Sebuah pepatah Afrika mengatakan, “If you want to go fast, go alone. If you want to go far, go together”. Maka, dengan dukungan dan kolaborasi yang tepat, seseorang dapat melaju cepat dan jauh. Prinsip inilah yang kemudian dirasakan Diniyarti, mahasiswa Magister Penginderaan Jauh, Fakultas Geografi Universitas Gadjah Mada (UGM) selama mengikuti Sakura Science Exchange Program di Chiba University yang didanai oleh Japan Science and Technology Agency (JST).
Selama satu minggu (5-11 Februari 2025) mengikuti program yang merupakan kali pertamanya ini, ia berkesempatan untuk belajar, berinteraksi, dan bertukar budaya di lingkungan internasional. Selama program, ia bersama peserta dari berbagai negara mendalami ilmu pengetahuan dari para profesor di Chiba University, mengikuti kegiatan ilmiah dan eksplorasi budaya yang membuka cakrawala baru.
Kegiatannya dimulai dengan sesi perkenalan dan pesta penyambutan, di mana mereka membangun koneksi dan mengenal satu sama lain. Di hari berikutnya, mereka mengunjungi National Museum of Japanese History dan Samurai Residence, sebuah pengalaman yang membawanya lebih dekat dengan warisan budaya Jepang.
Bagi Diniyarti, kegiatan yang ia ikuti ini jika dilihat dari sisi akademik, memberi kesempatan untuk terlibat dalam eksperimen sains dan teknologi. Mereka belajar tentang perubahan lingkungan global melalui analisis karbon dioksida bersama Prof. Izumi, memahami ekosistem tanah dan tanaman bersama Prof. Yamato, dan juga belajar tentang analisis pengaruh lingkungan hutan terhadap pohon oleh Prof. Tanabe. Tak hanya itu, disini ia mengikuti berbagai diskusi riset dalam Annual Meeting ASEAN faculties dan International Research Session untuk berbagi ide dengan para akademisi dari berbagai negara.
Disamping itu, ia juga mengikuti Kegiatan TWINCLE Activity. TWINCLE Activity sendiri merupakan bentuk latihan bagi mahasiswa Chiba University yang akan menyelenggarakan kegiatan serupa untuk pelajar sekolah menengah atas di beberapa negara, termasuk Indonesia. Ia kemudian berkesempatan untuk memberi saran dan masukan tentang presentasi mereka.

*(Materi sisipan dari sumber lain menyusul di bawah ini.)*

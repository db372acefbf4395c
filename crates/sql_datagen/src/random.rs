//! Random helpers shared by value generation and schema synthesis.

use crate::data_type::{BIT_CHARSET, IDENTIFIER_CHARSET, LETTER_COUNT};
use crate::error::{Error, Result};
use rand::Rng;

/// Uniform integer in `[0, upper]`.
pub fn random_integer<R: Rng + ?Sized>(upper: i64, rng: &mut R) -> Result<i64> {
    if upper < 0 {
        return Err(Error::InvalidArgument(format!(
            "upper bound cannot be negative (got {upper})"
        )));
    }
    Ok(rng.random_range(0..=upper))
}

/// Uniform element of a non-empty slice.
pub fn random_element<'a, T, R: Rng + ?Sized>(items: &'a [T], rng: &mut R) -> Result<&'a T> {
    if items.is_empty() {
        return Err(Error::InvalidArgument(
            "cannot pick from an empty set".to_string(),
        ));
    }
    Ok(&items[rng.random_range(0..items.len())])
}

/// Random string over `[A-Za-z0-9_]` that never starts with a digit.
pub fn random_identifier<R: Rng + ?Sized>(length: usize, rng: &mut R) -> Result<String> {
    if length == 0 {
        return Err(Error::InvalidArgument(
            "random string must have positive length".to_string(),
        ));
    }

    let mut out = String::with_capacity(length);
    for i in 0..length {
        let mut c = IDENTIFIER_CHARSET[rng.random_range(0..IDENTIFIER_CHARSET.len())];
        if i == 0 && c.is_ascii_digit() {
            // identifiers can't start with a digit
            c = IDENTIFIER_CHARSET[rng.random_range(0..LETTER_COUNT)];
        }
        out.push(c as char);
    }
    Ok(out)
}

/// Random string of `0`/`1` characters.
pub fn random_bit_string<R: Rng + ?Sized>(length: usize, rng: &mut R) -> Result<String> {
    if length == 0 {
        return Err(Error::InvalidArgument(
            "random byte string must have positive length".to_string(),
        ));
    }
    Ok((0..length)
        .map(|_| BIT_CHARSET[usize::from(rng.random_bool(0.5))] as char)
        .collect())
}
//! Column data types and their generation domains.

use serde::{Deserialize, Serialize};
use std::fmt;

/// Number of characters in generated `STR` and `BYTES` values.
pub const TEXT_LENGTH: usize = 20;

/// Fixed-point values are drawn from `[-DECIMAL_BOUND, DECIMAL_BOUND)` where the
/// bound is `DECIMAL_BOUND_MANTISSA * 10^DECIMAL_BOUND_EXPONENT`.
pub const DECIMAL_BOUND_MANTISSA: i64 = 5;
pub const DECIMAL_BOUND_EXPONENT: i64 = 53;

pub const FIXED_DATE: &str = "1999-01-01";
pub const FIXED_TIME: &str = "04:05:06.789";
pub const FIXED_TIMESTAMP: &str = "1999-01-08 04:05:06";

/// Identifier-safe alphabet. The first 52 characters are letters.
pub const IDENTIFIER_CHARSET: &[u8] =
    b"abcdefghijklmnopqrstuvwxyzABCDEFGHIJKLMNOPQRSTUVWXYZ0123456789_";
pub const LETTER_COUNT: usize = 52;

pub const BIT_CHARSET: &[u8] = b"01";

/// Native representation used when generating a value.
#[derive(Debug, Clone, Copy, PartialEq, Eq, Hash)]
pub enum StorageClass {
    Integer,
    Long,
    Double,
    Decimal,
    String,
    Boolean,
}

impl fmt::Display for StorageClass {
    fn fmt(&self, f: &mut fmt::Formatter<'_>) -> fmt::Result {
        let name = match self {
            StorageClass::Integer => "integer",
            StorageClass::Long => "long",
            StorageClass::Double => "double",
            StorageClass::Decimal => "decimal",
            StorageClass::String => "string",
            StorageClass::Boolean => "boolean",
        };
        f.write_str(name)
    }
}

/// Range a generated value is guaranteed to fall into.
#[derive(Debug, Clone, Copy, PartialEq)]
pub enum ValueDomain {
    /// Inclusive integer range.
    Integer { min: i64, max: i64 },
    /// Symmetric floating range `[-max, max]`.
    Float { max: f64 },
    /// `|v| <= mantissa * 10^exponent`.
    Decimal { mantissa: i64, exponent: i64 },
    /// Fixed-length text over an alphabet.
    Text {
        length: usize,
        alphabet: &'static [u8],
    },
    /// A single literal.
    Fixed(&'static str),
    Boolean,
}

/// SQL column types supported by the generator (dialect independent).
#[derive(Debug, Clone, Copy, PartialEq, Eq, Hash, PartialOrd, Ord, Serialize, Deserialize)]
#[serde(try_from = "String", into = "String")]
pub enum DataType {
    SmallInt,
    Integer,
    SmallSerial,
    Serial,
    BigInt,
    BigSerial,
    Real,
    BigReal,
    Decimal,
    Numeric,
    Str,
    Bytes,
    Bool,
    Date,
    Time,
    Timestamp,
}

impl DataType {
    pub const ALL: [DataType; 16] = [
        DataType::SmallInt,
        DataType::Integer,
        DataType::SmallSerial,
        DataType::Serial,
        DataType::BigInt,
        DataType::BigSerial,
        DataType::Real,
        DataType::BigReal,
        DataType::Decimal,
        DataType::Numeric,
        DataType::Str,
        DataType::Bytes,
        DataType::Bool,
        DataType::Date,
        DataType::Time,
        DataType::Timestamp,
    ];

    /// Canonical lowercase name, as used in templates and YAML configs.
    pub fn name(&self) -> &'static str {
        match self {
            DataType::SmallInt => "small_int",
            DataType::Integer => "integer",
            DataType::SmallSerial => "small_serial",
            DataType::Serial => "serial",
            DataType::BigInt => "big_int",
            DataType::BigSerial => "big_serial",
            DataType::Real => "real",
            DataType::BigReal => "big_real",
            DataType::Decimal => "decimal",
            DataType::Numeric => "numeric",
            DataType::Str => "str",
            DataType::Bytes => "bytes",
            DataType::Bool => "bool",
            DataType::Date => "date",
            DataType::Time => "time",
            DataType::Timestamp => "timestamp",
        }
    }

    /// Key used by the datatype mapping config (`SMALL_INT`, `BIG_REAL`, ...).
    pub fn config_key(&self) -> String {
        self.name().to_ascii_uppercase()
    }

    pub fn storage_class(&self) -> StorageClass {
        match self {
            DataType::SmallInt | DataType::Integer | DataType::SmallSerial | DataType::Serial => {
                StorageClass::Integer
            }
            DataType::BigInt | DataType::BigSerial => StorageClass::Long,
            DataType::Real | DataType::BigReal => StorageClass::Double,
            DataType::Decimal | DataType::Numeric => StorageClass::Decimal,
            DataType::Str
            | DataType::Bytes
            | DataType::Date
            | DataType::Time
            | DataType::Timestamp => StorageClass::String,
            DataType::Bool => StorageClass::Boolean,
        }
    }

    pub fn is_integer_type(&self) -> bool {
        self.storage_class() == StorageClass::Integer
    }

    pub fn is_long_type(&self) -> bool {
        self.storage_class() == StorageClass::Long
    }

    pub fn is_double_type(&self) -> bool {
        self.storage_class() == StorageClass::Double
    }

    pub fn is_decimal_type(&self) -> bool {
        self.storage_class() == StorageClass::Decimal
    }

    pub fn is_string_type(&self) -> bool {
        self.storage_class() == StorageClass::String
    }

    pub fn is_boolean_type(&self) -> bool {
        self.storage_class() == StorageClass::Boolean
    }

    /// Whole-number types of either width.
    pub fn is_integral(&self) -> bool {
        self.is_integer_type() || self.is_long_type()
    }

    pub fn is_temporal(&self) -> bool {
        matches!(self, DataType::Date | DataType::Time | DataType::Timestamp)
    }

    /// Values of this type are rendered as quoted literals.
    pub fn is_quoted(&self) -> bool {
        self.is_string_type()
    }

    /// Declared domain of generated values.
    pub fn domain(&self) -> ValueDomain {
        match self {
            DataType::SmallInt => ValueDomain::Integer {
                min: i16::MIN.into(),
                max: i16::MAX.into(),
            },
            DataType::Integer => ValueDomain::Integer {
                min: i32::MIN.into(),
                max: i32::MAX.into(),
            },
            DataType::SmallSerial => ValueDomain::Integer {
                min: 0,
                max: i16::MAX.into(),
            },
            DataType::Serial => ValueDomain::Integer {
                min: 0,
                max: i32::MAX.into(),
            },
            DataType::BigInt => ValueDomain::Integer {
                min: i64::MIN,
                max: i64::MAX,
            },
            DataType::BigSerial => ValueDomain::Integer {
                min: 0,
                max: i64::MAX,
            },
            DataType::Real => ValueDomain::Float {
                max: f64::from(f32::MAX),
            },
            DataType::BigReal => ValueDomain::Float { max: f64::MAX },
            DataType::Decimal | DataType::Numeric => ValueDomain::Decimal {
                mantissa: DECIMAL_BOUND_MANTISSA,
                exponent: DECIMAL_BOUND_EXPONENT,
            },
            DataType::Str => ValueDomain::Text {
                length: TEXT_LENGTH,
                alphabet: IDENTIFIER_CHARSET,
            },
            DataType::Bytes => ValueDomain::Text {
                length: TEXT_LENGTH,
                alphabet: BIT_CHARSET,
            },
            DataType::Bool => ValueDomain::Boolean,
            DataType::Date => ValueDomain::Fixed(FIXED_DATE),
            DataType::Time => ValueDomain::Fixed(FIXED_TIME),
            DataType::Timestamp => ValueDomain::Fixed(FIXED_TIMESTAMP),
        }
    }
}

impl fmt::Display for DataType {
    fn fmt(&self, f: &mut fmt::Formatter<'_>) -> fmt::Result {
        f.write_str(self.name())
    }
}

impl std::str::FromStr for DataType {
    type Err = String;

    fn from_str(s: &str) -> Result<Self, Self::Err> {
        let normalized = s.trim().to_ascii_lowercase();
        DataType::ALL
            .iter()
            .copied()
            .find(|dt| dt.name() == normalized)
            .ok_or_else(|| {
                format!(
                    "Unknown data type: {}. Use one of: {}",
                    s,
                    DataType::ALL
                        .iter()
                        .map(|dt| dt.name())
                        .collect::<Vec<_>>()
                        .join(", ")
                )
            })
    }
}

impl TryFrom<String> for DataType {
    type Error = String;

    fn try_from(value: String) -> Result<Self, Self::Error> {
        value.parse()
    }
}

impl From<DataType> for String {
    fn from(value: DataType) -> Self {
        value.config_key()
    }
}

#[cfg(test)]
mod tests {
    use super::*;

    #[test]
    fn test_every_type_has_one_storage_class() {
        for dt in DataType::ALL {
            let flags = [
                dt.is_integer_type(),
                dt.is_long_type(),
                dt.is_double_type(),
                dt.is_decimal_type(),
                dt.is_string_type(),
                dt.is_boolean_type(),
            ];
            assert_eq!(flags.iter().filter(|f| **f).count(), 1, "{dt}");
        }
    }

    #[test]
    fn test_parse_accepts_config_keys() {
        assert_eq!("SMALL_INT".parse::<DataType>().unwrap(), DataType::SmallInt);
        assert_eq!("big_real".parse::<DataType>().unwrap(), DataType::BigReal);
        assert!("varchar".parse::<DataType>().is_err());
    }

    #[test]
    fn test_serde_uses_config_keys() {
        let json = serde_json::to_string(&DataType::BigSerial).unwrap();
        assert_eq!(json, "\"BIG_SERIAL\"");
        let back: DataType = serde_json::from_str("\"timestamp\"").unwrap();
        assert_eq!(back, DataType::Timestamp);
    }
}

Kegiatan yang tak kalah menarik selanjutnya yaitu SDGs Workshop yamg membahas poin ke-3 dalam Sustainable Development Goals (SDGs), Good Health and Well-Being. Hasil diskusi tersebut kemudian diilustrasikan dalam bentuk poster dan dipresentasikan.
Salah satu momen berkesan bagi Diniyarti adalah kunjungan ke Center of Environmental Remote Sensing (CEReS), di mana ia dapat bertemu Prof. Josaphat Tetuko Sri Sumantyo, seorang peneliti ternama keturunan Indonesia yang telah menciptakan berbagai sensor radar. Selain memperkenalkan teknologi penginderaan jauh yang telah dimanfaatkan dalam bidang kebencanaan, pertanian, kesehatan, dan lain-lain, Prof. Josaphat juga memberikan nasihat kepada kami tentang makna kehidupan serta pentingnya berkontribusi dalam menghadapi tantangan global.
Menjadi salah satu yang beruntung untuk mengikuti Sakura Science Exchange Program bagi Diniyarti bukan hanya tentang ilmu pengetahuan, tetapi juga tentang belajar dari satu sama lain, membangun jejaring, dan bersama-sama mengatasi tantangan global. “Perjalanan ini mengajarkan bahwa ilmu pengetahuan berkembang melalui interaksi, diskusi, dan kolaborasi lintas budaya. Semoga ini menjadi langkah awal menuju kerja sama ilmiah yang lebih luas di masa depan,” tutup Diniyarti.